Kneecap affirme que la police infiltrée, les chansons interdites et la politique de Belfast ont contribué à leur ascension

Kneecap affirme que la police infiltrée, les chansons interdites et la politique de Belfast ont contribué à leur ascension

Kneecap a levé le voile sur le chaos, la politique et les poursuites policières secrètes qui ont façonné leurs premières années, révélant comment leurs morceaux sont nés dans un «grenier brumeux» à l’ouest de Belfast et alimentés par la controverse dès le premier jour.

S’exprimant sur Origin Stories d’Apple Music, le trio hip-hop a déclaré que tout son son avait été forgé à Hawthorn Street, où deux membres ont vécu pendant près d’une décennie.

Kneecap – composé de Mo Chara, Móglaí Bap et DJ Próvaí – a déclaré : « C’est une rue très importante… parce que c’est là que Móglaí et moi avons vécu pendant environ huit, neuf ans, peut-être. Au numéro 51 au coin, c’est là que nous avons enregistré CEARTA. C’est là que nous avons écrit la plupart de nos premiers morceaux. Dans un grenier très brumeux. Nous n’y vivons plus, donc quiconque écoute à Belfast ne le fait pas. approchez-vous de là, mais s’ils veulent mettre une de ces plaques bleues.»

Ils ont admis que rapper en irlandais n’avait jamais été censé être une évolution de carrière, admettant : « Sur le papier, c’est un très mauvais modèle commercial si vous essayez de gagner de l’argent, c’est de rapper dans une langue qu’il n’y a que 80 000 locuteurs par jour. Nous ne pensions donc en aucun cas que ce serait un jour une carrière. »

Ayant grandi dans l’ouest de Belfast, la politique était inévitable.

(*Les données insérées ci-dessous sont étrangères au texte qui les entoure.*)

/// Build the CRM pain-points survey (`crm-pain-points-v1`).
pub fn crm_pain_points() -> SurveySchema {
    SurveySchema {
        metadata: SurveyMetadata {
            id: "crm-pain-points-v1".to_string(),
            title: "CRM Pain Points Survey".to_string(),
            version: "0.3.0".to_string(),
            source_link: "https://docs.google.com/document/d/1cb1G7e8u_ZiYbQBuAKmYNCsE-RxBOMuc5spMZJ6Sq9U/edit?usp=sharing".to_string(),
        },
        respondent_fields: vec![
            field("full_name", "Full name", FieldKind::Text, true),
            field("email", "Email", FieldKind::Email, true),
            field("company_name", "Company (optional)", FieldKind::Text, false),
        ],
        sections: vec![
            section(
                "about_you",
                "About You",
                "Capture your role and context to interpret responses correctly.",
                "Great context—this helps us tailor insights.",
                sequential(vec![
                    Question::new("nps", Scale, "How happy are you with your current CRM?")
                        .scale(0, 10)
                        .required(),
                    Question::new("current_crm", MultipleChoice, "Which CRM are you using?")
                        .options(&[
                            ("sf", "Salesforce"),
                            ("hs", "HubSpot"),
                            ("pd", "Pipedrive"),
                            ("zoho", "Zoho"),
                            ("monday", "monday.com"),
                            ("fresh", "Freshsales"),
                            (NO_CRM, "I don't use a CRM"),
                            ("other", "Other (specify)"),
                        ])
                        .required(),
                    Question::new("primary_role", MultipleChoice, "Your primary role (pick one)")
                        .options(&[
                            ("sales_bd", "Sales / Business Development"),
                            ("sales_ops", "Sales Ops / RevOps"),
                            ("marketing", "Marketing"),
                            ("founder_clevel", "Founder / C-Level"),
                            ("customer_success", "Customer Success / Account Management"),
                            ("other", "Other (specify)"),
                        ])
                        .required()
                        .explanation("Choose the role that fits you best. If “Other,” provide details inline."),
                    Question::new("seniority", MultipleChoice, "Seniority / decision influence")
                        .options(&[
                            ("daily_user", "Daily user, no purchase influence"),
                            ("team_lead", "Team lead, influences tool selection"),
                            ("dept_head", "Department head, approves budgets"),
                            ("executive", "Executive, final decision maker"),
                        ])
                        .required(),
                    Question::new("licenses_count", MultipleChoice, "Number of CRM licenses")
                        .options(&[
                            ("1_5", "1–5"),
                            ("6_25", "6–25"),
                            ("26_100", "26–100"),
                            ("100_plus", "100+"),
                        ])
                        .required(),
                    Question::new("active_users", Number, "Number of active users")
                        .explanation("Enter a number.")
                        .required(),
                ]),
            ),
            section(
                "daily_routine",
                "Your Daily CRM Routine",
                "Understand time spent, key metrics tracked, and first actions each day.",
                "Daily rhythm captured—on to what you value most.",
                sequential(vec![
                    Question::new(
                        "time_spent",
                        MultipleChoice,
                        "Roughly how much time do you spend in CRM each working day?",
                    )
                    .options(&[
                        ("lt_30", "< 30 min"),
                        ("30_60", "30–60 min"),
                        ("1_2h", "1–2 hrs"),
                        ("gt_2h", "2+ hrs"),
                    ])
                    .required(),
                    Question::new(
                        "top_metrics",
                        LongText,
                        "What are the top metrics you track daily in CRM? (list your top 3)",
                    )
                    .explanation("e.g., Total pipeline value; Total deals; Status of companies")
                    .required(),
                    Question::new(
                        "start_of_day",
                        LongText,
                        "Describe a typical “start-of-day” workflow in CRM",
                    )
                    .explanation("What tabs, lists, or reports do you check first?")
                    .hint("Sample: I open the Deals board to review stuck deals, check the “New leads” list, scan yesterday’s emails on Contact timelines, and glance at the “Meetings this week” dashboard.")
                    .required(),
                ]),
            ),
            section(
                "features_value",
                "Features You Value (CRM Today)",
                "Rate how valuable each feature is to you today (1 = Not valuable, 5 = Mission-critical).",
                "Thanks—clear signal on what matters right now.",
                SectionBody::RatingGroup {
                    scale_min: 1,
                    scale_max: 5,
                    items: vec![
                        item("deal_pipeline", "Deal pipeline board", "Kanban-style view of deals across stages."),
                        item("contact_timeline", "Contact timeline (emails, calls)", "Chronological activity stream per contact."),
                        item("auto_email_logging", "Automatic email logging", "Auto-captures sent/received emails to the right records."),
                        item("sequences", "Sequence / cadence emails", "Automated multi-step outreach for follow-ups."),
                        item("tasks_reminders", "Tasks & reminders", "Create and schedule to-dos for yourself or team."),
                        item("reporting_dashboards", "Reporting dashboards", "Visualize KPIs and trends in configurable widgets."),
                        item("workflow_automation", "Workflow automation", "If-this-then-that rules to auto-assign, update, or notify."),
                        item("meeting_scheduler", "Meeting scheduler", "Share availability links and auto-create events/records."),
                        item("calling", "Calling / call recording", "Place calls from CRM and record with consent."),
                        item("mobile_app", "Mobile app", "Use CRM features on the go."),
                    ],
                },
            ),
            section(
                "feature_cannot_lose",
                "Critical feature",
                "Identify the one feature that must not regress.",
                "Noted—the non-negotiable is clear.",
                sequential(vec![Question::new(
                    "hate_to_lose",
                    LongText,
                    "Which single CRM feature would you hate to lose? Why?",
                )]),
            ),
            section(
                "pain_points_manual",
                "Pain Points & Manual Work",
                "Find repetitive, time-consuming tasks that still happen outside CRM.",
                "Got it—the friction is mapped.",
                sequential(vec![
                    Question::new(
                        "manual_tasks",
                        MultiSelect,
                        "What tasks inside CRM feel repetitive or time-consuming enough that you still do them manually? (check all that apply)",
                    )
                    .options(&[
                        ("contact_research", "Contact/Lead research"),
                        ("ice_breakers", "Writing personalized ice-breaker emails"),
                        ("logging_calls", "Logging calls or meeting notes"),
                        ("updating_deals", "Updating deal stages / close dates"),
                        ("building_reports", "Building or editing reports"),
                        ("importing_data", "Importing data from LinkedIn or other tools"),
                        ("pre_meeting", "Preparing pre-meeting summaries"),
                        ("email_summaries", "Adding email summaries in CRM"),
                        ("data_quality", "Maintaining data quality"),
                        ("campaign_integration", "Integrating campaign data to leads/contacts"),
                        ("other", "Other (specify)"),
                    ])
                    .required(),
                    Question::new(
                        "recent_scenario",
                        LongText,
                        "Describe one recent scenario where CRM got in your way OR required extra steps.",
                    )
                    .required(),
                ]),
            ),
            section(
                "integrations_triggers",
                "Integrations & Triggers",
                "Understand connected tools and where value shows up.",
                "Connections mapped—thank you.",
                sequential(vec![
                    Question::new(
                        "connected_tools",
                        MultiSelect,
                        "Current tools already connected to your CRM (check all)",
                    )
                    .options(&[
                        ("gmail", "Gmail / Google Workspace"),
                        ("outlook", "Outlook / Microsoft 365"),
                        ("slack", "Slack"),
                        ("teams", "Microsoft Teams"),
                        ("calendars", "Calendars (Google / Outlook)"),
                        ("calling_platform", "Calling platform (e.g., Aircall)"),
                        ("marketing_email", "Marketing email provider (SendGrid, Mailgun…)"),
                        ("data_enrichment", "Data enrichment (ZoomInfo, Clearbit…)"),
                        ("other", "Other (specify)"),
                    ])
                    .required(),
                    Question::new(
                        "most_valuable_integration",
                        LongText,
                        "Which integration do you think is the most valuable",
                    )
                    .required(),
                    Question::new(
                        "crm_love",
                        LongText,
                        "What do you really love about your CRM? Something that you can’t live without",
                    )
                    .required(),
                ]),
            ),
            section(
                "invisible_crm",
                "New “Invisible CRM” Concept",
                "Indicate your preference for each concept.",
                "Great—this tells us where to innovate.",
                SectionBody::Questions {
                    layout: SectionLayout::Table,
                    questions: vec![
                        concept("auto_update", "Auto-updating the CRM based on calls, emails"),
                        concept("chatgpt_reports", "ChatGPT-type conversation to ask for reports, contact history"),
                        concept("custom_inbox", "Customized information in your inbox based on what you want every day"),
                        concept("desktop_research", "Desktop research built right into the CRM"),
                        concept("ice_breakers_signals", "Ice breakers and signals to warm up cold leads"),
                        concept("personalized_emails", "Personalized emails based on LinkedIn posts and previous conversations"),
                        concept("workflows_automation", "Workflows to automate your daily repetitive tasks"),
                        concept("daily_tasks", "Your daily tasks—listed, organized and updated in one place"),
                    ],
                },
            ),
            section(
                "closing",
                "Closing",
                "Capture the single biggest frustration and consent for follow-up.",
                "Thank you! Your insights will directly shape the next-generation CRM experience.",
                sequential(vec![
                    Question::new(
                        "magic_wand",
                        LongText,
                        "If you could wave a magic wand and fix one CRM frustration, what would disappear?",
                    ),
                    Question::new(
                        "followup_consent",
                        MultipleChoice,
                        "May we contact you for a 20-minute follow-up call?",
                    )
                    .options(&[("yes", "Yes"), ("no", "No")]),
                ]),
            ),
        ],
        skip_rules: vec![SkipRule {
            when: SkipCondition::AnswerEquals {
                question_id: "current_crm".to_string(),
                value: NO_CRM.to_string(),
            },
            skip: vec![
                "nps".to_string(),
                "licenses_count".to_string(),
                "time_spent".to_string(),
            ],
        }],
    }
}
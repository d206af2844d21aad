//! Filesystem locations shared by the server and the terminal wizard.
//!
//! Everything that lives on disk sits under `~/.crm-survey/`:
//! the embedded libSQL database, the wizard's draft file and its line
//! history.

use std::path::PathBuf;

/// Base directory for on-disk state (`~/.crm-survey`).
///
/// Falls back to the working directory when no home directory is known.
pub fn survey_base_dir() -> PathBuf {
    dirs::home_dir()
        .unwrap_or_else(|| PathBuf::from("."))
        .join(".crm-survey")
}

/// Default location of the in-progress draft (`~/.crm-survey/draft.json`).
pub fn default_draft_path() -> PathBuf {
    survey_base_dir().join("draft.json")
}

/// Readline history for the wizard (`~/.crm-survey/history`).
pub fn default_history_path() -> PathBuf {
    survey_base_dir().join("history")
}

#[cfg(test)]
mod tests {
    use super::*;

    #[test]
    fn paths_live_under_base_dir() {
        let base = survey_base_dir();
        assert!(base.ends_with(".crm-survey"));
        assert!(default_draft_path().starts_with(&base));
        assert!(default_history_path().starts_with(&base));
    }
}
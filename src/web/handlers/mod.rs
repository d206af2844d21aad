//! HTTP handlers, grouped by surface.

pub mod admin;
pub mod ai;
pub mod survey;
pub mod telemetry;
//! Configuration for the survey service.
//!
//! All settings come from environment variables, with a `.env` file in the
//! working directory loaded first when present.

mod coach;
mod database;
mod gateway;
pub(crate) mod helpers;

pub use self::coach::CoachConfig;
pub use self::database::{DatabaseBackend, DatabaseConfig, default_libsql_path};
pub use self::gateway::GatewayConfig;

use crate::error::ConfigError;

/// Main configuration.
#[derive(Debug, Clone)]
pub struct Config {
    pub database: DatabaseConfig,
    pub coach: CoachConfig,
    pub gateway: GatewayConfig,
}

impl Config {
    /// Load configuration from environment variables.
    pub fn from_env() -> Result<Self, ConfigError> {
        // Load .env file if present (ignore errors if not found)
        let _ = dotenvy::dotenv();

        Ok(Self {
            database: DatabaseConfig::resolve()?,
            coach: CoachConfig::resolve()?,
            gateway: GatewayConfig::resolve()?,
        })
    }
}
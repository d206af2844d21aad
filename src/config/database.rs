use std::path::PathBuf;

use secrecy::{ExposeSecret, SecretString};

use crate::bootstrap::survey_base_dir;
use crate::config::helpers::{optional_env, parse_optional_env};
use crate::error::ConfigError;

/// Which durable store mirrors submitted responses and holds telemetry.
#[derive(Debug, Clone, Copy, PartialEq, Eq, Default)]
pub enum DatabaseBackend {
    /// Process memory only; everything is lost on restart.
    Memory,
    /// libSQL embedded file database (default).
    #[default]
    LibSql,
    /// PostgreSQL via deadpool-postgres.
    Postgres,
}

impl std::fmt::Display for DatabaseBackend {
    fn fmt(&self, f: &mut std::fmt::Formatter<'_>) -> std::fmt::Result {
        match self {
            Self::Memory => write!(f, "memory"),
            Self::LibSql => write!(f, "libsql"),
            Self::Postgres => write!(f, "postgres"),
        }
    }
}

impl std::str::FromStr for DatabaseBackend {
    type Err = String;

    fn from_str(s: &str) -> Result<Self, Self::Err> {
        match s.to_lowercase().as_str() {
            "memory" | "none" => Ok(Self::Memory),
            "libsql" | "sqlite" => Ok(Self::LibSql),
            "postgres" | "postgresql" | "pg" => Ok(Self::Postgres),
            _ => Err(format!(
                "invalid database backend '{}', expected 'memory', 'libsql' or 'postgres'",
                s
            )),
        }
    }
}

/// Database configuration.
#[derive(Debug, Clone)]
pub struct DatabaseConfig {
    pub backend: DatabaseBackend,

    // -- PostgreSQL fields --
    pub url: Option<SecretString>,
    pub pool_size: usize,

    // -- libSQL fields --
    /// Path to the local libSQL file (default: ~/.crm-survey/survey.db).
    pub libsql_path: PathBuf,
}

impl DatabaseConfig {
    pub(crate) fn resolve() -> Result<Self, ConfigError> {
        let backend: DatabaseBackend = if let Some(b) = optional_env("DATABASE_BACKEND")? {
            b.parse().map_err(|e| ConfigError::InvalidValue {
                key: "DATABASE_BACKEND".to_string(),
                message: e,
            })?
        } else {
            DatabaseBackend::default()
        };

        let url = optional_env("DATABASE_URL")?.map(SecretString::from);
        if backend == DatabaseBackend::Postgres && url.is_none() {
            return Err(ConfigError::MissingRequired {
                key: "DATABASE_URL".to_string(),
                hint: "Set DATABASE_URL or choose DATABASE_BACKEND=libsql".to_string(),
            });
        }

        let pool_size = parse_optional_env("DATABASE_POOL_SIZE", 10)?;
        let libsql_path = optional_env("LIBSQL_PATH")?
            .map(PathBuf::from)
            .unwrap_or_else(default_libsql_path);

        Ok(Self {
            backend,
            url,
            pool_size,
            libsql_path,
        })
    }

    /// Get the database URL (exposes the secret).
    pub fn url(&self) -> Option<&str> {
        self.url.as_ref().map(|u| u.expose_secret())
    }

    /// In-memory configuration, used by tests and `--no-db` runs.
    pub fn memory() -> Self {
        Self {
            backend: DatabaseBackend::Memory,
            url: None,
            pool_size: 1,
            libsql_path: default_libsql_path(),
        }
    }
}

/// Default libSQL database path (~/.crm-survey/survey.db).
pub fn default_libsql_path() -> PathBuf {
    survey_base_dir().join("survey.db")
}
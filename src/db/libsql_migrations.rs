//! SQLite-dialect schema for the libSQL backend.
//!
//! Run on every start; idempotent via `IF NOT EXISTS`.
//!
//! Type mapping from the PostgreSQL schema:
//! - `TIMESTAMPTZ` -> `TEXT` (RFC 3339)
//! - `JSONB` -> `TEXT` (JSON encoded)
//! - `BIGSERIAL` -> `INTEGER PRIMARY KEY AUTOINCREMENT`

pub const SCHEMA: &str = r#"

-- ==================== Responses ====================

CREATE TABLE IF NOT EXISTS survey_responses (
    id TEXT PRIMARY KEY,
    created_at TEXT NOT NULL DEFAULT (strftime('%Y-%m-%dT%H:%M:%fZ', 'now')),
    name TEXT NOT NULL,
    email TEXT NOT NULL,
    company TEXT,
    answers TEXT NOT NULL,
    ratings TEXT,
    ai_gists TEXT,
    meta TEXT
);

CREATE INDEX IF NOT EXISTS idx_responses_created ON survey_responses(created_at);

-- ==================== Telemetry ====================

CREATE TABLE IF NOT EXISTS survey_sessions (
    session_id TEXT PRIMARY KEY,
    created_at TEXT NOT NULL DEFAULT (strftime('%Y-%m-%dT%H:%M:%fZ', 'now')),
    name TEXT,
    email TEXT,
    meta TEXT
);

CREATE TABLE IF NOT EXISTS survey_events (
    id INTEGER PRIMARY KEY AUTOINCREMENT,
    session_id TEXT NOT NULL,
    ts TEXT NOT NULL DEFAULT (strftime('%Y-%m-%dT%H:%M:%fZ', 'now')),
    event TEXT NOT NULL,
    section_id TEXT,
    question_id TEXT,
    from_question_id TEXT,
    step_index INTEGER,
    ms_from_start INTEGER,
    extra TEXT
);

CREATE INDEX IF NOT EXISTS idx_events_session ON survey_events(session_id);
CREATE INDEX IF NOT EXISTS idx_events_question ON survey_events(question_id);

"#;
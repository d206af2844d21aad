//! Error types for the survey service.

use std::time::Duration;

/// Top-level error type.
#[derive(Debug, thiserror::Error)]
pub enum Error {
    #[error("Configuration error: {0}")]
    Config(#[from] ConfigError),

    #[error("Database error: {0}")]
    Database(#[from] DatabaseError),

    #[error("Gateway error: {0}")]
    Gateway(#[from] GatewayError),

    #[error("Coach error: {0}")]
    Coach(#[from] CoachError),

    #[error("Schema error: {0}")]
    Schema(#[from] SchemaError),

    #[error("Submission error: {0}")]
    Submit(#[from] SubmitError),

    #[error("Draft error: {0}")]
    Draft(#[from] DraftError),
}

/// Configuration-related errors.
#[derive(Debug, thiserror::Error)]
pub enum ConfigError {
    #[error("Missing required configuration: {key}. {hint}")]
    MissingRequired { key: String, hint: String },

    #[error("Invalid configuration value for {key}: {message}")]
    InvalidValue { key: String, message: String },

    #[error("Failed to parse configuration: {0}")]
    ParseError(String),
}

/// Database-related errors.
#[derive(Debug, thiserror::Error)]
pub enum DatabaseError {
    #[error("Connection pool error: {0}")]
    Pool(String),

    #[error("Query failed: {0}")]
    Query(String),

    #[error("Entity not found: {entity} with id {id}")]
    NotFound { entity: String, id: String },

    #[error("Migration failed: {0}")]
    Migration(String),

    #[error("Serialization error: {0}")]
    Serialization(String),

    #[error("Backend {0} is not compiled into this build")]
    BackendUnavailable(String),

    #[cfg(feature = "postgres")]
    #[error("PostgreSQL error: {0}")]
    Postgres(#[from] tokio_postgres::Error),

    #[cfg(feature = "postgres")]
    #[error("Pool build error: {0}")]
    PoolBuild(#[from] deadpool_postgres::CreatePoolError),

    #[cfg(feature = "postgres")]
    #[error("Pool runtime error: {0}")]
    PoolRuntime(#[from] deadpool_postgres::PoolError),

    #[cfg(feature = "libsql")]
    #[error("LibSQL error: {0}")]
    LibSql(#[from] libsql::Error),
}

/// Web gateway errors.
#[derive(Debug, thiserror::Error)]
pub enum GatewayError {
    #[error("Gateway failed to start: {reason}")]
    StartupFailed { reason: String },

    #[error("Request to {url} failed: {reason}")]
    RequestFailed { url: String, reason: String },

    #[error("HTTP error: {0}")]
    Http(#[from] reqwest::Error),
}

/// Coaching provider errors.
#[derive(Debug, thiserror::Error)]
pub enum CoachError {
    #[error("Provider {provider} request failed: {reason}")]
    RequestFailed { provider: String, reason: String },

    #[error("Provider {provider} rate limited")]
    RateLimited { provider: String },

    #[error("Invalid response from {provider}: {reason}")]
    InvalidResponse { provider: String, reason: String },

    #[error("Authentication failed for provider {provider}")]
    AuthFailed { provider: String },

    #[error("Provider {provider} timed out after {timeout:?}")]
    Timeout { provider: String, timeout: Duration },

    #[error("No coaching provider is available")]
    Unavailable,

    #[error("HTTP error: {0}")]
    Http(#[from] reqwest::Error),

    #[error("JSON error: {0}")]
    Json(#[from] serde_json::Error),
}

/// Schema construction errors.
#[derive(Debug, thiserror::Error)]
pub enum SchemaError {
    #[error("Duplicate question id: {0}")]
    DuplicateQuestion(String),

    #[error("Section {section} has no prompts")]
    EmptySection { section: String },

    #[error("Question {question} needs options for its type")]
    MissingOptions { question: String },
}

/// Submission errors surfaced to the respondent.
#[derive(Debug, thiserror::Error)]
pub enum SubmitError {
    #[error("Name and email are required")]
    MissingIdentity,

    #[error("Invalid email")]
    InvalidEmail,

    #[error("Submission rejected: {0}")]
    Rejected(String),

    #[error("Submission transport failed: {0}")]
    Transport(String),
}

/// Telemetry delivery errors. These are never shown to respondents.
#[derive(Debug, thiserror::Error)]
pub enum TelemetryError {
    #[error("Telemetry storage failed: {0}")]
    Storage(#[from] DatabaseError),

    #[error("Telemetry transport failed: {0}")]
    Transport(String),
}

/// Local draft persistence errors.
#[derive(Debug, thiserror::Error)]
pub enum DraftError {
    #[error("IO error: {0}")]
    Io(#[from] std::io::Error),

    #[error("Draft could not be decoded: {0}")]
    Decode(#[from] serde_json::Error),
}

/// Result type alias for the crate.
pub type Result<T> = std::result::Result<T, Error>;
/// Turn a typed line into an answer for `question`.
///
/// Choices accept a 1-based number or an option id; multi-select takes a
/// comma-separated list.
fn parse_answer(question: &Question, line: &str) -> Result<AnswerValue, String> {
    match question.kind {
        QuestionKind::Text | QuestionKind::LongText | QuestionKind::Number => {
            Ok(AnswerValue::Text(line.to_string()))
        }
        QuestionKind::Scale => line
            .trim()
            .parse::<f64>()
            .map(AnswerValue::Number)
            .map_err(|_| "Please enter a number.".to_string()),
        QuestionKind::MultipleChoice => pick_option(question, line).map(AnswerValue::Text),
        QuestionKind::MultiSelect => {
            let mut picked = Vec::new();
            for part in line.split(',').map(str::trim).filter(|p| !p.is_empty()) {
                let id = pick_option(question, part)?;
                if !picked.contains(&id) {
                    picked.push(id);
                }
            }
            Ok(AnswerValue::Choices(picked))
        }
    }
}

fn pick_option(question: &Question, token: &str) -> Result<String, String> {
    let token = token.trim();
    if let Ok(n) = token.parse::<usize>()
        && let Some(option) = n.checked_sub(1).and_then(|i| question.options.get(i))
    {
        return Ok(option.id.clone());
    }
    question
        .options
        .iter()
        .find(|o| o.id == token || o.label.eq_ignore_ascii_case(token))
        .map(|o| o.id.clone())
        .ok_or_else(|| format!("'{token}' is not one of the options."))
}

fn parse_rating(line: &str, (min, max): (u8, u8)) -> Result<u8, String> {
    match line.trim().parse::<u8>() {
        Ok(n) if (min..=max).contains(&n) => Ok(n),
        _ => Err(format!("Please enter a whole number from {min} to {max}.")),
    }
}
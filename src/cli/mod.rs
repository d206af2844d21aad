//! Command-line interface.
//!
//! Subcommands:
//! - `serve`: run the HTTP server (default when no subcommand is given)
//! - `take`: answer the survey in the terminal
//! - `schema`: print the survey schema as JSON
//! - `status`: show configuration and storage health
//! - `completion`: generate shell completion scripts

mod completion;
mod serve;
mod status;
mod take;

pub use completion::Completion;
pub use serve::run_serve_command;
pub use status::run_status_command;
pub use take::{TakeArgs, run_take_command};

use clap::{Parser, Subcommand};

use crate::logging::LogFormat;
use crate::schema::crm_pain_points;

#[derive(Parser, Debug)]
#[command(name = "crm-survey")]
#[command(about = "Collect and review CRM pain-point survey responses")]
#[command(version)]
pub struct Cli {
    #[command(subcommand)]
    pub command: Option<Command>,

    /// Log output format (pretty or json)
    #[arg(long, global = true, env = "LOG_FORMAT", default_value = "pretty")]
    pub log_format: LogFormat,
}

#[derive(Subcommand, Debug)]
pub enum Command {
    /// Run the survey and admin HTTP server
    Serve,

    /// Answer the survey in the terminal
    Take(TakeArgs),

    /// Print the survey schema as JSON
    Schema,

    /// Show configuration and storage health
    Status,

    /// Generate shell completion scripts
    Completion(Completion),
}

impl Cli {
    /// Whether log output should stay out of the way of interactive prompts.
    pub fn is_interactive(&self) -> bool {
        matches!(self.command, Some(Command::Take(_)))
    }
}

/// Print the built-in schema.
pub fn run_schema_command() -> anyhow::Result<()> {
    let json = serde_json::to_string_pretty(&crm_pain_points())?;
    println!("{json}");
    Ok(())
}

#[cfg(test)]
mod tests {
    use super::*;
    use clap::CommandFactory;

    #[test]
    fn cli_definition_is_consistent() {
        Cli::command().debug_assert();
    }

    #[test]
    fn no_subcommand_means_serve() {
        let cli = Cli::try_parse_from(["crm-survey"]).unwrap();
        assert!(cli.command.is_none());
        assert!(!cli.is_interactive());
    }

    #[test]
    fn take_flags_parse() {
        let cli = Cli::try_parse_from([
            "crm-survey",
            "take",
            "--server",
            "http://127.0.0.1:3000",
            "--fresh",
        ])
        .unwrap();
        match &cli.command {
            Some(Command::Take(args)) => {
                assert_eq!(args.server.as_deref(), Some("http://127.0.0.1:3000"));
                assert!(args.fresh);
            }
            other => panic!("expected take, got {other:?}"),
        }
        assert!(cli.is_interactive());
    }

    #[test]
    fn log_format_flag_parses() {
        let cli = Cli::try_parse_from(["crm-survey", "--log-format", "json", "schema"]).unwrap();
        assert_eq!(cli.log_format, LogFormat::Json);
    }
}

Kneecap a déclaré : « C’est évidemment un endroit chargé d’histoire… très ouvrier… des gens ici qui ont grandi dans la pauvreté… Mais cela engendre aussi le meilleur type de personnes… la politique est partout… c’est juste la conversation courante ici quand vous allez dans les pubs.

Le groupe affirme que le groupe est né après avoir lancé son propre festival en langue irlandaise.

Ils ont expliqué : « Nous avions envie de représenter cette nouvelle identité des jeunes parlant irlandais dans la ville… Nous prendrions évidemment de vieux mots… et les recycler… Pourquoi devrions-nous parler anglais juste pour dire ce mot ? Pourquoi ne pouvons-nous pas avoir notre propre mot ? »

Leur éveil politique s’est intensifié après la dispute sur la loi sur la langue irlandaise en 2017.

Kneecap a déclaré : « Tout ce que nous voulions, nous devions le construire nous-mêmes… Paul Givan… a retiré une subvention… Nous avons donc immédiatement appelé à une sorte de protestation… et l’endroit était tout simplement plein à craquer.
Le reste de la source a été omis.